Permalink for Comment #1376066131 by ForgeTheCoin

, comment by ForgeTheCoin
ForgeTheCoin @FACTSAREUSELESS said:


Yes, I've heard that quite a bit too. I think the band needs to adjust to Trey, not Trey to the band, in this issue.

It happened in the Gin at Bend, in the early part of Twist, and many other places as well. I believe that Trey found a fresh place in his soul during the sessions leading up to the Fare Thee Well shows. I would venture to guess that there haven't been too many times in the past 20 years when Trey has had the better part of a whole Spring/early Summer to play guitar alone in a studio for 5 hours a day, concentrating on material he didn't know. This had to have sharpened his skills (this seems obvious, really) but more to your point, I think the Dead's material has connected him to a musical place which was perhaps unknown to him, if I can say that. Not that he couldn't play it, but perhaps didn't know it. In a spiritual sense.

I think you are quite right in your observation of Trey's mental "pace" as it were....

There is a triumphant ring to his playing in these jams that has a major key celebratory vibe to it. I just think that he's in a place of pure victorious freedom. I mean he just played with his boyhood heroes and won the slam dunk contest. More importantly, he won the admiration of a fan base that generally didn't like him very much, but didn't know him. He carries the baton of kingship, and he's one of the few people in the Music Kingdom who can do so with grace and humility.

Just some thought on an interesting angle that you've brought up.

I think this is a glorious time for all.
In thinking about this more and re-listening to some of the past shows, there's really two issues there - pace and timing. We can agree Trey is working on a different pace - slower/mellower if you will... The timing issue is something else altogether which is what really confuses me. Yes, we are used to hearing flubs of the more complex written parts of Reba or DVD Sky or Fluffhead or what have you, but timing is independent of all that - regardless of what pace you're playing at, keeping everybody playing in the same time is its own thing. And in these first 4 shows, I have heard Fishman perhaps more than I have ever heard before sort of breaking and then re-gathering the beat to try to gather everyone together again, and often times its because Trey has fallen behind on the time.
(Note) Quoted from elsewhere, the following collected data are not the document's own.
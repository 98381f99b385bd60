//! Bulk restore of a backup file into the local store.
//!
//! The pipeline parses and validates the whole file, asks for confirmation,
//! plans every write up front, checks the plan against the payload budget,
//! then writes in small transactions so no single transaction carries the
//! entire image payload. The catalog version is read back at the end; a
//! mismatch fails the restore. Batches already written are not rolled back.

mod parse;

use serde::Serialize;
use serde_json::Value;

use crate::codec;
use crate::config::Config;
use crate::db::{keys, KvEntry, KvStore};
use crate::errors::AppError;
use crate::models::{VersionToken, THEME_FIELDS};
use crate::reconcile::ForceLocalFlag;
use crate::sanitize::{normalize_cert_images, sanitize_categories, sanitize_products};

pub use parse::{parse_backup_text, BackupSchema, ValidatedBackup};

/// Backups above this size get a warning in the preview.
pub const LARGE_BACKUP_BYTES: u64 = 25 * 1024 * 1024;

/// What the operator is asked to confirm.
#[derive(Debug, Clone, PartialEq, Eq, Serialize)]
pub struct RestorePreview {
    pub version: VersionToken,
    pub product_count: usize,
    pub category_count: usize,
    pub source_bytes: u64,
    pub large_file: bool,
}

#[derive(Debug, Clone, Copy, PartialEq, Eq)]
pub struct RestoreProgress {
    pub completed_ops: usize,
    pub total_ops: usize,
    pub percent: u8,
}

#[derive(Debug, Clone, PartialEq, Eq, Serialize)]
pub struct RestoreSummary {
    pub version: VersionToken,
    pub products: usize,
    pub categories: usize,
    pub ops: usize,
    pub batches: usize,
    pub bytes: u64,
}

#[derive(Debug, Clone, PartialEq, Eq)]
pub enum RestoreOutcome {
    Declined,
    Restored(RestoreSummary),
}

#[derive(Debug, Clone, Copy)]
pub struct RestoreOptions {
    pub batch_size: usize,
    pub chunk_size: usize,
    pub max_payload_bytes: u64,
}

impl RestoreOptions {
    pub fn from_config(config: &Config) -> Self {
        Self {
            batch_size: config.restore_batch_size,
            chunk_size: codec::CHUNK_SIZE,
            max_payload_bytes: config.max_payload_bytes,
        }
    }
}

/// JavaScript-style truthiness, used to skip empty theme fields.
fn is_present(value: &Value) -> bool {
    match value {
        Value::Null => false,
        Value::Bool(b) => *b,
        Value::String(s) => !s.is_empty(),
        Value::Number(n) => n.as_f64() != Some(0.0),
        Value::Array(_) | Value::Object(_) => true,
    }
}

/// Ordered writes for a backup: both versions, every theme field, categories,
/// chunk metadata, then chunks. Theme fields absent from the backup are
/// written as null so nothing from the replaced snapshot survives.
pub fn plan_restore(backup: &ValidatedBackup, chunk_size: usize) -> Result<Vec<KvEntry>, AppError> {
    let version = Value::String(backup.version.to_string());
    let mut entries = vec![
        KvEntry::new(keys::DATA_VERSION, version.clone()),
        KvEntry::new(keys::CATALOG_VERSION, version),
    ];

    for (field, key) in THEME_FIELDS {
        let value = match backup.theme.get(field).filter(|v| is_present(v)) {
            Some(value) if key == keys::CERT_IMAGES => {
                serde_json::to_value(normalize_cert_images(value))?
            }
            Some(value) => value.clone(),
            None => Value::Null,
        };
        entries.push(KvEntry::new(key, value));
    }

    let categories = sanitize_categories(&backup.categories);
    entries.push(KvEntry::new(keys::CATEGORIES, serde_json::to_value(categories)?));

    let products = sanitize_products(&Value::Array(backup.products.clone()));
    entries.extend(codec::encode(&products, chunk_size)?);
    Ok(entries)
}

/// Reject a plan whose serialized size exceeds `limit`.
pub fn check_budget(entries: &[KvEntry], limit: u64) -> Result<u64, AppError> {
    let size: u64 = entries.iter().map(KvEntry::encoded_len).sum();
    if size > limit {
        return Err(AppError::PayloadTooLarge { size, limit });
    }
    Ok(size)
}

/// Write `entries` in transactions of `batch_size`, reporting after each.
/// Returns the number of batches written.
pub async fn execute_batches<S, F>(
    store: &S,
    entries: &[KvEntry],
    batch_size: usize,
    mut progress: F,
) -> Result<usize, AppError>
where
    S: KvStore,
    F: FnMut(RestoreProgress),
{
    let total_ops = entries.len();
    let mut completed_ops = 0;
    let mut batches = 0;

    for batch in entries.chunks(batch_size.max(1)) {
        store.set_many(batch).await?;
        completed_ops += batch.len();
        batches += 1;

        let percent = (completed_ops * 100 / total_ops.max(1)) as u8;
        tracing::debug!("Restore batch {} written ({}%)", batches, percent);
        progress(RestoreProgress {
            completed_ops,
            total_ops,
            percent,
        });

        tokio::task::yield_now().await;
    }
    Ok(batches)
}

/// Restores backups into one store.
pub struct RestorePipeline<S: KvStore> {
    store: S,
    flag: ForceLocalFlag<S>,
    options: RestoreOptions,
}

impl<S: KvStore> RestorePipeline<S> {
    pub fn new(store: S, flag: ForceLocalFlag<S>, options: RestoreOptions) -> Self {
        Self {
            store,
            flag,
            options,
        }
    }

    pub async fn run<C, P>(&self, text: &str, confirm: C, progress: P) -> Result<RestoreOutcome, AppError>
    where
        C: FnOnce(&RestorePreview) -> bool,
        P: FnMut(RestoreProgress),
    {
        let json = parse_backup_text(text)?;
        let backup = BackupSchema::decode(json).into_result()?;

        let source_bytes = text.len() as u64;
        let preview = RestorePreview {
            version: backup.version.clone(),
            product_count: backup.products.len(),
            category_count: backup.categories.as_array().map_or(0, Vec::len),
            source_bytes,
            large_file: source_bytes > LARGE_BACKUP_BYTES,
        };
        if preview.large_file {
            tracing::warn!("Large backup file ({} bytes)", source_bytes);
        }
        if !confirm(&preview) {
            tracing::info!("Restore declined");
            return Ok(RestoreOutcome::Declined);
        }

        let previous_meta = codec::read_meta(&self.store).await;
        let entries = plan_restore(&backup, self.options.chunk_size)?;
        let bytes = check_budget(&entries, self.options.max_payload_bytes)?;
        let new_chunks = codec::chunk_count(preview.product_count, self.options.chunk_size);

        tracing::info!(
            "Restoring {} products as {} writes ({} bytes)",
            preview.product_count,
            entries.len(),
            bytes
        );
        let batches =
            execute_batches(&self.store, &entries, self.options.batch_size, progress).await?;

        self.verify(&backup.version).await?;

        codec::remove_stale(&self.store, previous_meta.as_ref(), new_chunks).await?;
        self.flag.set().await?;

        tracing::info!("Restore of version {} verified", backup.version);
        Ok(RestoreOutcome::Restored(RestoreSummary {
            version: backup.version,
            products: preview.product_count,
            categories: preview.category_count,
            ops: entries.len(),
            batches,
            bytes,
        }))
    }

    async fn verify(&self, expected: &VersionToken) -> Result<(), AppError> {
        let found = self.store.get_string(keys::CATALOG_VERSION).await;
        if found.as_deref() == Some(expected.as_str()) {
            return Ok(());
        }
        tracing::error!(
            "Restore verification failed: expected {}, found {:?}",
            expected,
            found
        );
        Err(AppError::Verification {
            expected: expected.to_string(),
            found,
        })
    }
}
As prodigious and talented as they all are, that's what mystififes me so much - why they're struggling to keep things tight so often. It's not every song, no - but its been very noticeable at multiple points throughout each night.

Especially given Trey's practice sessions going into GD50 as you mention, I am a bit surprised that the same perfectionism isn't coming through as strong thus far on summer tour. They clearly have been rehearsing a lot of the new material, and I haven't heard the timing issues so much with those new tunes, but definitely on a lot of the classics. I dunno... maybe it will improve as the tour goes on.

Again, this is not to be a wet blanket for the sake of being one - moments like the LA Slave and YEM show that the band has the capacity to fire on all cylinders when everything gets dialed... Just surmising at the reason behind the feeling and time being noticeably off here and there.

Last note - I think Page has just been phenomenal thus far this tour... ridiculously good.